[Saved entries]

__________________________________________________

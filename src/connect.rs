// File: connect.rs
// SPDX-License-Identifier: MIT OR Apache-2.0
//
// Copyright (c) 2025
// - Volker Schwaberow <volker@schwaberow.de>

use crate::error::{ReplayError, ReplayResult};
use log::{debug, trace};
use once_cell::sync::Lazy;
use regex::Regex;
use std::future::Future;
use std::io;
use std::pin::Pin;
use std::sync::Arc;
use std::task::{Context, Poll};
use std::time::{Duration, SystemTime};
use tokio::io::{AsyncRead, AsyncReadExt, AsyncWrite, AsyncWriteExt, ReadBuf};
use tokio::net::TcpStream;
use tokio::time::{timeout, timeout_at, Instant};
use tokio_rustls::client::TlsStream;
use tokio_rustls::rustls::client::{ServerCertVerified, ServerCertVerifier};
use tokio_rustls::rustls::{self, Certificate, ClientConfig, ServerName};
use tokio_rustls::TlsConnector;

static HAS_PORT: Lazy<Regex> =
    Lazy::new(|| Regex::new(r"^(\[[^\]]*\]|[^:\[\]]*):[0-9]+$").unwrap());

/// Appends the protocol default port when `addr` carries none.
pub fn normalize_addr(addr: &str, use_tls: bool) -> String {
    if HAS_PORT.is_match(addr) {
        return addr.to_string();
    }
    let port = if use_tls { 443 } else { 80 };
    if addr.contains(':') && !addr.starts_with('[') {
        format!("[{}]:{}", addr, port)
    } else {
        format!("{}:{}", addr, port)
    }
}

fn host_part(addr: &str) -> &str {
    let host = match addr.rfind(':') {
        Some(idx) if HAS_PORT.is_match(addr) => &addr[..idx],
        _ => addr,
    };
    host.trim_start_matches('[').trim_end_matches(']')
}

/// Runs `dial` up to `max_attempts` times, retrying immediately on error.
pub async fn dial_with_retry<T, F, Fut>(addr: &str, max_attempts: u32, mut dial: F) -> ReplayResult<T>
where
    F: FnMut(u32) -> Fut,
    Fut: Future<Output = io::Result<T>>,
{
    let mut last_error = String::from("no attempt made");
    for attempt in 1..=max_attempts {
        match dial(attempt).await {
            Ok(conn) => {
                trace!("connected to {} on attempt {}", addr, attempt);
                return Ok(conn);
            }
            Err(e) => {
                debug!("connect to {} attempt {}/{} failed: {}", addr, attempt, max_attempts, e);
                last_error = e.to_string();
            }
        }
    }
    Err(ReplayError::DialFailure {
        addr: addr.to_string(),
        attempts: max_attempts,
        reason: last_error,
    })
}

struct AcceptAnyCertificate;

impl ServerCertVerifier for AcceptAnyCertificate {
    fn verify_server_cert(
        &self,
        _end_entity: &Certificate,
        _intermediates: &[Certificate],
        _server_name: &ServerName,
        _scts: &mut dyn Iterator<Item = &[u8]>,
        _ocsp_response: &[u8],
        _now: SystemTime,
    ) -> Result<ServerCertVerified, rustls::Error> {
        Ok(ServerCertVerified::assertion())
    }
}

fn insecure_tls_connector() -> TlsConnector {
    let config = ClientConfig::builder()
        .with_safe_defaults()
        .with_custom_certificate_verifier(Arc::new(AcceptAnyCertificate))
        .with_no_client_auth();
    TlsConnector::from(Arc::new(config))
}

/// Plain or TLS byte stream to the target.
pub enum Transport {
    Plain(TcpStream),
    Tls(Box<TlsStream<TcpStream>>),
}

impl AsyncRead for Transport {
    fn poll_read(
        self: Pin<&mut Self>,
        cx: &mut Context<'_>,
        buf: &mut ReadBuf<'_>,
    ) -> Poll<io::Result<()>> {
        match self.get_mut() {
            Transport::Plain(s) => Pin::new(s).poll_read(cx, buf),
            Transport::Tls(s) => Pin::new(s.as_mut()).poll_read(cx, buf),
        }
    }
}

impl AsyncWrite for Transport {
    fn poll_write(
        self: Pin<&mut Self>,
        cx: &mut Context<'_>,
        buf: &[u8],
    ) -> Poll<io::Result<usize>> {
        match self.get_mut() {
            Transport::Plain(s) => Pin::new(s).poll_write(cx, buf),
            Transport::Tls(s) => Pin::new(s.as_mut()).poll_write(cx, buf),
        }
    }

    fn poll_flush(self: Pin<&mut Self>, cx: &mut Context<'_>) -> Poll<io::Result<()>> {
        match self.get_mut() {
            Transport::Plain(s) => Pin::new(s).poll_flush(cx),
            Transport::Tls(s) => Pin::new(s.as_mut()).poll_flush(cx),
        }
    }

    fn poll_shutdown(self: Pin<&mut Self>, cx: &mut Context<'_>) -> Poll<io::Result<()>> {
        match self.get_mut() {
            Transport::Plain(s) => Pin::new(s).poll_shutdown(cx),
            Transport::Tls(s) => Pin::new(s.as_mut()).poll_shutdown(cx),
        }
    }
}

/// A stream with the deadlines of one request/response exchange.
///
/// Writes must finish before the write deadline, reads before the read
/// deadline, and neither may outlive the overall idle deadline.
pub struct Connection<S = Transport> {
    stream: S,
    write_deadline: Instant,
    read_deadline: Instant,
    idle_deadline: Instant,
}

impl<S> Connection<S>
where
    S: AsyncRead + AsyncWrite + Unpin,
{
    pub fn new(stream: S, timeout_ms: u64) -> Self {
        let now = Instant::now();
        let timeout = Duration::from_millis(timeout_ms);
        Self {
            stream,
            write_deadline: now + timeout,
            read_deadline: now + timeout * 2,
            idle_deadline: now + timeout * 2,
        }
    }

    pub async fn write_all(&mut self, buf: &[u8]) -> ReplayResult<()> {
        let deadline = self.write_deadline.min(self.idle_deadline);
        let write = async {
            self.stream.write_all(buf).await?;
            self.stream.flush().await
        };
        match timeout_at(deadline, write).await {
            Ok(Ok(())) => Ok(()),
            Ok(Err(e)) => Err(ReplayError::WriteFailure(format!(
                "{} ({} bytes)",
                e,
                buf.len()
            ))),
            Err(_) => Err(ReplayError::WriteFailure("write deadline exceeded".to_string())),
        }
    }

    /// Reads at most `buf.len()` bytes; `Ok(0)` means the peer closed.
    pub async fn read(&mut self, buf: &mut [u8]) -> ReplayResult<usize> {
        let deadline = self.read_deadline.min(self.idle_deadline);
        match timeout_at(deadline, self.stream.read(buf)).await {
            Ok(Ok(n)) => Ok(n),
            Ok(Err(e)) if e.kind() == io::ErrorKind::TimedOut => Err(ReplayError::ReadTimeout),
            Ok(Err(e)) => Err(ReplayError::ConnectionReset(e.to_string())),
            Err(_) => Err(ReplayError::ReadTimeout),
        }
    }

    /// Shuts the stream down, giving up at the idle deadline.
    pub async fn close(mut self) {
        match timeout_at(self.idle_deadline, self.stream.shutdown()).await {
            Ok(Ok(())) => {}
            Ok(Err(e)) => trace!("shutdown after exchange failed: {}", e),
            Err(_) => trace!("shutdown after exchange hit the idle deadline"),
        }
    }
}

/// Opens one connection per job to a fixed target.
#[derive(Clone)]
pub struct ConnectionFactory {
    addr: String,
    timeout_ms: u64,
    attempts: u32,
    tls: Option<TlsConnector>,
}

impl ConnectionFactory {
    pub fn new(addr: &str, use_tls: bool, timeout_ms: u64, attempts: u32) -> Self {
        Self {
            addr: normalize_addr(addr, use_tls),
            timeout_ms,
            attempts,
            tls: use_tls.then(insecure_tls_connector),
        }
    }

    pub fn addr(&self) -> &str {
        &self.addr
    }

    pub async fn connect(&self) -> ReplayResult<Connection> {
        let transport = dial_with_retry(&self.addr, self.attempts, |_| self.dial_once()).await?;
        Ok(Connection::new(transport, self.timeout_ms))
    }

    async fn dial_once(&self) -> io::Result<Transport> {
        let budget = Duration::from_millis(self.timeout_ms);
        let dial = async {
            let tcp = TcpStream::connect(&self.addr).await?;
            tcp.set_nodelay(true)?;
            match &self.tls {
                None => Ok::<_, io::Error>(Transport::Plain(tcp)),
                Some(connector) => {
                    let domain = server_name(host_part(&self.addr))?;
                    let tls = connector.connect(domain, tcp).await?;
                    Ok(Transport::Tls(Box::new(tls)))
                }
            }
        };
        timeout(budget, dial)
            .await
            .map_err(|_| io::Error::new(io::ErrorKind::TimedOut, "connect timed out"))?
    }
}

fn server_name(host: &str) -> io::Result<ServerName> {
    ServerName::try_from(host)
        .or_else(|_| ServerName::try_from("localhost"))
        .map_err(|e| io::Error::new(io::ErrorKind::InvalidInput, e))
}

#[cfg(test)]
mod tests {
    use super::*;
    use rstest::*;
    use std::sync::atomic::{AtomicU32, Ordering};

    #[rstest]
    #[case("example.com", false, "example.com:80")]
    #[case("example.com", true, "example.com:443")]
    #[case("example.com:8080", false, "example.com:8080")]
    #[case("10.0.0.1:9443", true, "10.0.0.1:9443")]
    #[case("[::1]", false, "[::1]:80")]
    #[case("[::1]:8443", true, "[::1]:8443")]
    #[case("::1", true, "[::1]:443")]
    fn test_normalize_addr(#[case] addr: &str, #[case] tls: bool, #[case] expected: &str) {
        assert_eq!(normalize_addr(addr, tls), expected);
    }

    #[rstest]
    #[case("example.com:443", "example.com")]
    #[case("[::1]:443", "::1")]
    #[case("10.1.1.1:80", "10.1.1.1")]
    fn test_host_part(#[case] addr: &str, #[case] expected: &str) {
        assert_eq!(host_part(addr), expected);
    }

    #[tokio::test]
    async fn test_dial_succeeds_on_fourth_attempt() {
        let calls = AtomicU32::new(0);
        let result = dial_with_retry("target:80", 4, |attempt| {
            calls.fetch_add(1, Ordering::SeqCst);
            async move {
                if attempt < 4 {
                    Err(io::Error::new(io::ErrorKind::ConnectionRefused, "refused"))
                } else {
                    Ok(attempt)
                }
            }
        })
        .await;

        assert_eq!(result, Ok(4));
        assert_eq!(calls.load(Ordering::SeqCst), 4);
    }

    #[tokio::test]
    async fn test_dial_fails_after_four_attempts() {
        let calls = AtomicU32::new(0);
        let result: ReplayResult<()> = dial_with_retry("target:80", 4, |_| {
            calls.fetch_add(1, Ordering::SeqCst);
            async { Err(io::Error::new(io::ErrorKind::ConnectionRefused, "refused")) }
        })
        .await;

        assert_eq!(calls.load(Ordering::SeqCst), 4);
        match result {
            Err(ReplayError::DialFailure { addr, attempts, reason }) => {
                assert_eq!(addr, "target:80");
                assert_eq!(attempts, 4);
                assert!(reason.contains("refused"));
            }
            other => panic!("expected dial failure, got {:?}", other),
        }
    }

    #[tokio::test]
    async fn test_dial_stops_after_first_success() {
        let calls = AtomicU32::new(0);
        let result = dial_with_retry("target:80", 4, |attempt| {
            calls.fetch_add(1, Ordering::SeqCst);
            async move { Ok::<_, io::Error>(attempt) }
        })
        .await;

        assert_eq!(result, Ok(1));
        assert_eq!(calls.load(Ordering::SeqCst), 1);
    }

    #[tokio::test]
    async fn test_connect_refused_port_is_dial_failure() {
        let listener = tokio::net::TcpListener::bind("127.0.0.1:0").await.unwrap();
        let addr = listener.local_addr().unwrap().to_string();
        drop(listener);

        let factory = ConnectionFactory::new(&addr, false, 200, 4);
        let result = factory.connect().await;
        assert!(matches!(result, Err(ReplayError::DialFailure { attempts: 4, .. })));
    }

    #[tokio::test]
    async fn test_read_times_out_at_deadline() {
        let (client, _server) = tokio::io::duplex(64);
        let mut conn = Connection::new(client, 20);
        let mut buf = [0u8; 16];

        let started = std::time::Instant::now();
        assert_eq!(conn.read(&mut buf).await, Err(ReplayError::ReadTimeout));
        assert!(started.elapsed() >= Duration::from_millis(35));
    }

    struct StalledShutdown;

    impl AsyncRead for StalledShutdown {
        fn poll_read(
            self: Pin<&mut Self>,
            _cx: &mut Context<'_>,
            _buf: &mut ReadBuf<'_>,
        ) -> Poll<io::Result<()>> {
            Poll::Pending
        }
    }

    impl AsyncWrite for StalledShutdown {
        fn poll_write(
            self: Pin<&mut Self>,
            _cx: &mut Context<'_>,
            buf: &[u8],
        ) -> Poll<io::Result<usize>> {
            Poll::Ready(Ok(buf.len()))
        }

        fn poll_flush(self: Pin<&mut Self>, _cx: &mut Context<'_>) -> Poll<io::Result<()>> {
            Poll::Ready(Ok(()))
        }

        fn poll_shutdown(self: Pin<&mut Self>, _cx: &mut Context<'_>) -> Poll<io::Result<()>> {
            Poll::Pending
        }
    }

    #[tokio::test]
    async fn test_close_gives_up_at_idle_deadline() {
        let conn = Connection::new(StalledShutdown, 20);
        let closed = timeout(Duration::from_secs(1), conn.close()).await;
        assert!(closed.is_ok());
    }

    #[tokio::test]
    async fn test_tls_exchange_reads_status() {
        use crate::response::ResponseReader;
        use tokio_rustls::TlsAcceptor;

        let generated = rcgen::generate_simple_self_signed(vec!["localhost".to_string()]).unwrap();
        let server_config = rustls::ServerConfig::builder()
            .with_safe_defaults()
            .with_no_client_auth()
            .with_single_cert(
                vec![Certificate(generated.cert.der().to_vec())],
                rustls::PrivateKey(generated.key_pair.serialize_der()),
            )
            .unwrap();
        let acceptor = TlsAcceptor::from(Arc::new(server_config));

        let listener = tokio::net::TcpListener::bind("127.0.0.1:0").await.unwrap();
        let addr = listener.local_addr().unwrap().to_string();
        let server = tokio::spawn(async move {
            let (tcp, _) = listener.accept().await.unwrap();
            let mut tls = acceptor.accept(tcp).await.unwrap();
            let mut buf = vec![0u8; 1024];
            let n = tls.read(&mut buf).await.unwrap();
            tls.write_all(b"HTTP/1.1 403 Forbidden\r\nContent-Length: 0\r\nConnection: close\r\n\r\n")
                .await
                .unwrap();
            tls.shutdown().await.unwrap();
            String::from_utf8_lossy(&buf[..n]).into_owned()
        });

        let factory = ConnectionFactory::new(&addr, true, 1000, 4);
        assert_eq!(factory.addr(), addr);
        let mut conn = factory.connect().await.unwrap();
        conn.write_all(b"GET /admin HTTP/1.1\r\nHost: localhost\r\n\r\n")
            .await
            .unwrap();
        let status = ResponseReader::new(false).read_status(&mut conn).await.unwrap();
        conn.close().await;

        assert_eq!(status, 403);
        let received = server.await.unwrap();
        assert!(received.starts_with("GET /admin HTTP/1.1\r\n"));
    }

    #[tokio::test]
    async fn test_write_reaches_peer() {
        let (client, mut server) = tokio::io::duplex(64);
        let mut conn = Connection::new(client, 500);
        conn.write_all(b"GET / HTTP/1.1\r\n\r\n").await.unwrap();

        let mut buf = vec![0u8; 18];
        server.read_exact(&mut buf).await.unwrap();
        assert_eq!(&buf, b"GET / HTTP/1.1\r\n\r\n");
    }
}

__________________________________________________

# Task objective:
Transcribe, word for word, the data above from its first line through the line with "for attempt in", and include nothing else.

# Result:
filename src/connect.rs
// File: connect.rs
// SPDX-License-Identifier: MIT OR Apache-2.0
//
// Copyright (c) 2025
// - Volker Schwaberow <volker@schwaberow.de>

use crate::error::{ReplayError, ReplayResult};
use log::{debug, trace};
use once_cell::sync::Lazy;
use regex::Regex;
use std::future::Future;
use std::io;
use std::pin::Pin;
use std::sync::Arc;
use std::task::{Context, Poll};
use std::time::{Duration, SystemTime};
use tokio::io::{AsyncRead, AsyncReadExt, AsyncWrite, AsyncWriteExt, ReadBuf};
use tokio::net::TcpStream;
use tokio::time::{timeout, timeout_at, Instant};
use tokio_rustls::client::TlsStream;
use tokio_rustls::rustls::client::{ServerCertVerified, ServerCertVerifier};
use tokio_rustls::rustls::{self, Certificate, ClientConfig, ServerName};
use tokio_rustls::TlsConnector;

static HAS_PORT: Lazy<Regex> =
    Lazy::new(|| Regex::new(r"^(\[[^\]]*\]|[^:\[\]]*):[0-9]+$").unwrap());

/// Appends the protocol default port when `addr` carries none.
pub fn normalize_addr(addr: &str, use_tls: bool) -> String {
    if HAS_PORT.is_match(addr) {
        return addr.to_string();
    }
    let port = if use_tls { 443 } else { 80 };
    if addr.contains(':') && !addr.starts_with('[') {
        format!("[{}]:{}", addr, port)
    } else {
        format!("{}:{}", addr, port)
    }
}

fn host_part(addr: &str) -> &str {
    let host = match addr.rfind(':') {
        Some(idx) if HAS_PORT.is_match(addr) => &addr[..idx],
        _ => addr,
    };
    host.trim_start_matches('[').trim_end_matches(']')
}

/// Runs `dial` up to `max_attempts` times, retrying immediately on error.
pub async fn dial_with_retry<T, F, Fut>(addr: &str, max_attempts: u32, mut dial: F) -> ReplayResult<T>
where
    F: FnMut(u32) -> Fut,
    Fut: Future<Output = io::Result<T>>,
{
    let mut last_error = String::from("no attempt made");
    for attempt in 1..=max_attempts {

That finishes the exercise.